Estaco abaixo da porta da sala antes de pisar na varanda, de costas para ela. Penso duas vezes antes de lhe mandar à merda por me chamar de 'tia'. Temos quase a mesma idade e isso, hoje, está me deixando puta. Não puta de puta, mas puta de raiva.

- Vai, tia. - Resmunga ela com a voz preguiçosa. - Se solta!

Solto o ar pela boca e, praguejando, alcanço o portão da garagem que se abre vagarosamente graças a ele que aciona o controle em sua mão, abrindo um sorriso cafajeste, a cabeça para fora da janela aberta.
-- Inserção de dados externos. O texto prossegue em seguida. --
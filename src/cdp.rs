//! Chrome DevTools Protocol engine implementation

use crate::config::{Clip, ImageType, MediaType, PdfConfig, ScreenshotConfig, WaitUntil};
use crate::{Engine, Error, LaunchConfig, Result, Viewport};
use headless_chrome::browser::tab::Tab;
use headless_chrome::protocol::cdp::{Emulation, Page};
use headless_chrome::types::PrintToPdfOptions;
use headless_chrome::{Browser, LaunchOptions};
use log::{debug, warn};
use serde::de::DeserializeOwned;
use serde::Deserialize;
use serde_json::json;
use std::sync::Arc;
use std::time::{Duration, Instant};

/// Quiet period that counts as network idle
const IDLE_WINDOW: Duration = Duration::from_millis(500);
const IDLE_POLL: Duration = Duration::from_millis(100);
/// Extra time the browser connection may sit idle beyond the navigation timeout
const IDLE_BROWSER_GRACE: Duration = Duration::from_secs(30);

/// CDP-based engine (uses the `headless_chrome` crate)
///
/// Launches one Chrome instance and renders through a single tab.
pub struct CdpEngine {
    browser: Option<Browser>,
    tab: Arc<Tab>,
    timeout: Duration,
    viewport: Viewport,
}

#[derive(Debug, Deserialize)]
struct ContentSize {
    width: f64,
    height: f64,
}

impl CdpEngine {
    fn override_metrics(&self, width: u32, height: u32) -> Result<()> {
        let (orientation, angle) = if self.viewport.is_landscape == Some(true) {
            ("landscapePrimary", 90)
        } else {
            ("portraitPrimary", 0)
        };

        let params: Emulation::SetDeviceMetricsOverride = protocol_params(json!({
            "width": width,
            "height": height,
            "deviceScaleFactor": self.viewport.device_scale_factor_or_default(),
            "mobile": self.viewport.is_mobile.unwrap_or(false),
            "screenOrientation": { "type": orientation, "angle": angle },
        }))?;

        self.tab
            .call_method(params)
            .map_err(|e| Error::RenderError(format!("Failed to set device metrics: {}", e)))?;
        Ok(())
    }

    fn resource_count(&self) -> Result<u64> {
        let object = self
            .tab
            .evaluate("performance.getEntriesByType('resource').length", false)
            .map_err(|e| Error::LoadError(format!("Failed to inspect network activity: {}", e)))?;
        Ok(object.value.and_then(|v| v.as_u64()).unwrap_or(0))
    }

    /// Wait until at most `budget` resources finish within one idle window.
    fn wait_for_network_idle(&self, budget: u64) -> Result<()> {
        let deadline = Instant::now() + self.timeout;
        let mut baseline = self.resource_count()?;
        let mut window_start = Instant::now();

        loop {
            std::thread::sleep(IDLE_POLL);
            let count = self.resource_count()?;
            if count > baseline + budget {
                baseline = count;
                window_start = Instant::now();
            } else if window_start.elapsed() >= IDLE_WINDOW {
                debug!("Network idle after {} resources", count);
                return Ok(());
            }
            if Instant::now() >= deadline {
                return Err(Error::Timeout(self.timeout.as_millis() as u64));
            }
        }
    }

    fn content_size(&self) -> Result<ContentSize> {
        let object = self
            .tab
            .evaluate(
                r#"JSON.stringify({
                    width: Math.ceil(document.documentElement.scrollWidth),
                    height: Math.ceil(document.documentElement.scrollHeight)
                })"#,
                false,
            )
            .map_err(|e| Error::RenderError(format!("Failed to measure page: {}", e)))?;

        let json = object
            .value
            .and_then(|v| v.as_str().map(str::to_string))
            .ok_or_else(|| Error::RenderError("No value returned from page measurement".into()))?;
        serde_json::from_str(&json).map_err(|e| Error::RenderError(format!("Unexpected page measurement: {}", e)))
    }

    fn set_transparent_background(&self) -> Result<()> {
        let params: Emulation::SetDefaultBackgroundColorOverride =
            protocol_params(json!({ "color": { "r": 0, "g": 0, "b": 0, "a": 0 } }))?;
        self.tab
            .call_method(params)
            .map_err(|e| Error::RenderError(format!("Failed to clear background: {}", e)))?;
        Ok(())
    }
}

impl Engine for CdpEngine {
    fn launch(config: &LaunchConfig) -> Result<Self> {
        let launch_options = LaunchOptions::default_builder()
            .headless(config.headless)
            .sandbox(config.sandbox)
            .path(config.executable_path.clone())
            .idle_browser_timeout(config.timeout + IDLE_BROWSER_GRACE)
            .build()
            .map_err(|e| Error::InitializationError(format!("Failed to build launch options: {}", e)))?;

        let browser = Browser::new(launch_options)
            .map_err(|e| Error::InitializationError(format!("Failed to launch browser: {}", e)))?;

        let tab = browser
            .new_tab()
            .map_err(|e| Error::InitializationError(format!("Failed to create tab: {}", e)))?;
        tab.set_default_timeout(config.timeout);

        Ok(Self {
            browser: Some(browser),
            tab,
            timeout: config.timeout,
            viewport: Viewport::default(),
        })
    }

    fn set_viewport(&mut self, viewport: &Viewport) -> Result<()> {
        self.viewport = *viewport;
        self.override_metrics(viewport.width_or_default(), viewport.height_or_default())?;

        let touch: Emulation::SetTouchEmulationEnabled =
            protocol_params(json!({ "enabled": viewport.has_touch.unwrap_or(false) }))?;
        self.tab
            .call_method(touch)
            .map_err(|e| Error::RenderError(format!("Failed to set touch emulation: {}", e)))?;
        Ok(())
    }

    fn goto(&mut self, location: &str, wait_until: WaitUntil) -> Result<()> {
        self.tab
            .navigate_to(location)
            .map_err(|e| Error::LoadError(format!("Navigation failed: {}", e)))?;

        self.tab
            .wait_until_navigated()
            .map_err(|e| Error::LoadError(format!("Wait for navigation failed: {}", e)))?;

        if let Some(budget) = wait_until.idle_budget() {
            self.wait_for_network_idle(budget as u64)?;
        }
        Ok(())
    }

    fn emulate_media(&mut self, media: MediaType) -> Result<()> {
        self.tab
            .call_method(Emulation::SetEmulatedMedia {
                media: Some(media.as_str().to_string()),
                features: None,
            })
            .map_err(|e| Error::RenderError(format!("Failed to emulate media: {}", e)))?;
        Ok(())
    }

    fn pdf(&mut self, config: &PdfConfig) -> Result<Option<Vec<u8>>> {
        let (paper_width, paper_height) = config.paper_size()?;
        let (top, right, bottom, left) = config.margins()?;

        let options = PrintToPdfOptions {
            landscape: Some(config.landscape),
            display_header_footer: Some(config.display_header_footer),
            print_background: Some(config.print_background),
            scale: Some(config.scale),
            paper_width: Some(paper_width),
            paper_height: Some(paper_height),
            margin_top: Some(top),
            margin_bottom: Some(bottom),
            margin_left: Some(left),
            margin_right: Some(right),
            page_ranges: (!config.page_ranges.is_empty()).then(|| config.page_ranges.clone()),
            header_template: config.header_template.clone(),
            footer_template: config.footer_template.clone(),
            prefer_css_page_size: Some(config.prefer_css_page_size),
            ..Default::default()
        };

        let pdf = self
            .tab
            .print_to_pdf(Some(options))
            .map_err(|e| Error::RenderError(format!("PDF generation failed: {}", e)))?;
        Ok((!pdf.is_empty()).then_some(pdf))
    }

    fn screenshot(&mut self, config: &ScreenshotConfig) -> Result<Option<Vec<u8>>> {
        let format = match config.image_type {
            ImageType::Png => Page::CaptureScreenshotFormatOption::Png,
            ImageType::Jpeg => Page::CaptureScreenshotFormatOption::Jpeg,
        };

        let quality = match (config.image_type, config.quality) {
            (ImageType::Jpeg, quality) => quality.map(u32::from),
            (ImageType::Png, Some(_)) => {
                warn!("Quality is not applicable to png screenshots; ignoring it");
                None
            }
            (ImageType::Png, None) => None,
        };

        let clip = match &config.clip {
            Some(clip) => Some(clip_region(clip)?),
            None if config.full_page => {
                let size = self.content_size()?;
                debug!("Full page size {}x{}", size.width, size.height);
                self.override_metrics(size.width.ceil() as u32, size.height.ceil() as u32)?;
                Some(Page::Viewport {
                    x: 0.0,
                    y: 0.0,
                    width: size.width,
                    height: size.height,
                    scale: 1.0,
                })
            }
            None => None,
        };

        if config.omit_background {
            self.set_transparent_background()?;
        }

        let image = self
            .tab
            .capture_screenshot(format, quality, clip, true)
            .map_err(|e| Error::RenderError(format!("Screenshot failed: {}", e)))?;
        Ok((!image.is_empty()).then_some(image))
    }

    fn close(&mut self) -> Result<()> {
        // Dropping the browser terminates the child process.
        drop(self.browser.take());
        Ok(())
    }

    fn detach(&mut self) {
        if let Some(browser) = self.browser.take() {
            std::mem::forget(browser);
        }
    }
}

/// Build protocol parameters from JSON so optional fields default to `None`.
fn protocol_params<T: DeserializeOwned>(value: serde_json::Value) -> Result<T> {
    serde_json::from_value(value).map_err(|e| Error::CdpError(format!("Invalid protocol parameters: {}", e)))
}

fn clip_region(clip: &Clip) -> Result<Page::Viewport> {
    let number = |value: &str| {
        value
            .trim()
            .parse::<f64>()
            .map_err(|_| Error::InvalidClipValue(value.to_string()))
    };
    Ok(Page::Viewport {
        x: number(clip.x.as_str())?,
        y: number(clip.y.as_str())?,
        width: number(clip.width.as_str())?,
        height: number(clip.height.as_str())?,
        scale: 1.0,
    })
}

#[cfg(test)]
mod tests {
    use super::*;

    #[test]
    fn clip_region_parses_numbers() {
        let clip = Clip {
            x: "0".into(),
            y: " 10.5".into(),
            width: "100".into(),
            height: "50".into(),
        };
        let region = clip_region(&clip).unwrap();
        assert_eq!((region.x, region.y, region.width, region.height), (0.0, 10.5, 100.0, 50.0));
    }

    #[test]
    fn metrics_params_build_from_json() {
        let params: Emulation::SetDeviceMetricsOverride = protocol_params(json!({
            "width": 800,
            "height": 600,
            "deviceScaleFactor": 2.0,
            "mobile": true,
        }))
        .unwrap();
        assert_eq!(params.width, 800);
        assert!(params.mobile);
    }

    #[test]
    fn test_cdp_engine_launch() {
        // This test requires Chrome to be installed, so we skip it in CI
        if std::env::var("CI").is_ok() {
            return;
        }
        let result = CdpEngine::launch(&LaunchConfig::default());
        let mut engine = match result {
            Ok(engine) => engine,
            Err(e) => {
                eprintln!("Skipping CDP engine launch test because Chrome is not available or failed to launch: {}", e);
                return;
            }
        };
        assert!(engine.close().is_ok());
    }
}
Mal posso vê-lo já que ele não desliga a porra dos faróis que queimam a minha retina...pupila...íris...ah! Não sei! A puta que pariu!

- DÁ PRA PARAR DE BUZINAR???

- Entra, baby! - Levo a mão ao coração que bate em descompasso quando ele sai do carro e se apoia na porta aberta. U-AU! Ele está incrivelmente bem vestido numa camisa social branca, mangas compridas sob um terno em Oxford preto, gravata preta com 'pois' brancos. Ele larga a porta, circunda o carro enquanto me fita com uma expressão sedutoramente displicente. Ele passa por mim e eu, imbecil, exalo um suspiro. Ele ri, de costas para mim, abrindo a porta do carona. - Vc não vem?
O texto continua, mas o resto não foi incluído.